_What the exercise asks_. Pull out every line of the listing below where "FilterType" appears.

_Input data_.

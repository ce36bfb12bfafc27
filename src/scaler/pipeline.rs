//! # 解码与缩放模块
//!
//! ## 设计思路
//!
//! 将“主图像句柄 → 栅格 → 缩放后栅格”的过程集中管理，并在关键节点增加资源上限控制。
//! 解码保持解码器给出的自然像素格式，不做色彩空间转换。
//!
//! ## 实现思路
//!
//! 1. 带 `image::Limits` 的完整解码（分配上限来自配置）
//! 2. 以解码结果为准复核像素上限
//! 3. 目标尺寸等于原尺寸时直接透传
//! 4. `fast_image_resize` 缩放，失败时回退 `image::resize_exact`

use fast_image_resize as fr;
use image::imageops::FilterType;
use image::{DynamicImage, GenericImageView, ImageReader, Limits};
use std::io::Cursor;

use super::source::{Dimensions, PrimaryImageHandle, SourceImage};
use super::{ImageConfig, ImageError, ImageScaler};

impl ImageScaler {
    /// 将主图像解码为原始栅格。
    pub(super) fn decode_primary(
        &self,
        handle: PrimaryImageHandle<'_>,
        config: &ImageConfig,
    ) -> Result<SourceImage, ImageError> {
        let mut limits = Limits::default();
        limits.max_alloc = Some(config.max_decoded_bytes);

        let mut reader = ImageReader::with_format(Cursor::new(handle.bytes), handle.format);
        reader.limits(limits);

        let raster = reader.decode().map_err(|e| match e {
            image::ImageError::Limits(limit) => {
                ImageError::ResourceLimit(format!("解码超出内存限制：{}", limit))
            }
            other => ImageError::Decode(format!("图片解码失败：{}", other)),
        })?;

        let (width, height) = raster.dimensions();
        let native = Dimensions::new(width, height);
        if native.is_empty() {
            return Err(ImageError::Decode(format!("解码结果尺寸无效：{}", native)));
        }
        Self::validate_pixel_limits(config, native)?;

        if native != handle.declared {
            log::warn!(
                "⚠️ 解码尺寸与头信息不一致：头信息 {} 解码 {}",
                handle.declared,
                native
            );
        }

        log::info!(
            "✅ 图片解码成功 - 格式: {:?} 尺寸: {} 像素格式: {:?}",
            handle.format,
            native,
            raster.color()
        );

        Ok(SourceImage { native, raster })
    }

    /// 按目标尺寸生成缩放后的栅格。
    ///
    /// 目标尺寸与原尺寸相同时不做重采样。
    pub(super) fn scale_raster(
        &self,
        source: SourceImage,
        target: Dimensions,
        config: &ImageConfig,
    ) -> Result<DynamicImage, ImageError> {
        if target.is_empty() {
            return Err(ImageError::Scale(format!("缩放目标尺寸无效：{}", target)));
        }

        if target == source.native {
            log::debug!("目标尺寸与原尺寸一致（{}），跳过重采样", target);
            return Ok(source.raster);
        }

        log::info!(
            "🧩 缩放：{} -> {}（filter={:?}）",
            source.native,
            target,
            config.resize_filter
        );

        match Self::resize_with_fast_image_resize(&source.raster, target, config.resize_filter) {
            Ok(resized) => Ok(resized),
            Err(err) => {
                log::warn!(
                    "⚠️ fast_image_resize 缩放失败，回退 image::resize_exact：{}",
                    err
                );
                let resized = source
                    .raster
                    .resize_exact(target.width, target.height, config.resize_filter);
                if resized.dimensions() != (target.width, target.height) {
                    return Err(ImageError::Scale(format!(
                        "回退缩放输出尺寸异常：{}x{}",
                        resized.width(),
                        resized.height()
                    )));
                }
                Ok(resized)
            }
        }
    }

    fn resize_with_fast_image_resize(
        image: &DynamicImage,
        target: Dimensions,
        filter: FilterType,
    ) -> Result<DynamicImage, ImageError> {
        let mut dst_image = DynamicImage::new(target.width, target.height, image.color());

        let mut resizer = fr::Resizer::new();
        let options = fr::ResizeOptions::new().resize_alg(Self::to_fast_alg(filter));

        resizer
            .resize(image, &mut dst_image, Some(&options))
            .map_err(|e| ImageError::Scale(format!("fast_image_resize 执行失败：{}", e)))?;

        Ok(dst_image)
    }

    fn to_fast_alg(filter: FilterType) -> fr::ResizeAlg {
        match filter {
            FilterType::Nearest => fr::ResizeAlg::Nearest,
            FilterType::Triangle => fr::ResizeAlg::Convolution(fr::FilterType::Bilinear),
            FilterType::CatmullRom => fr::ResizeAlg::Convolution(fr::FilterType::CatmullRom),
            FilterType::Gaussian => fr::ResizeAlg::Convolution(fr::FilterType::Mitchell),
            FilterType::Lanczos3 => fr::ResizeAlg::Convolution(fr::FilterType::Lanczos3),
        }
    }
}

_Output for this exercise_.
use image::imageops::FilterType;
        filter: FilterType,
    fn to_fast_alg(filter: FilterType) -> fr::ResizeAlg {
            FilterType::Nearest => fr::ResizeAlg::Nearest,
            FilterType::Triangle => fr::ResizeAlg::Convolution(fr::FilterType::Bilinear),
            FilterType::CatmullRom => fr::ResizeAlg::Convolution(fr::FilterType::CatmullRom),
            FilterType::Gaussian => fr::ResizeAlg::Convolution(fr::FilterType::Mitchell),
            FilterType::Lanczos3 => fr::ResizeAlg::Convolution(fr::FilterType::Lanczos3),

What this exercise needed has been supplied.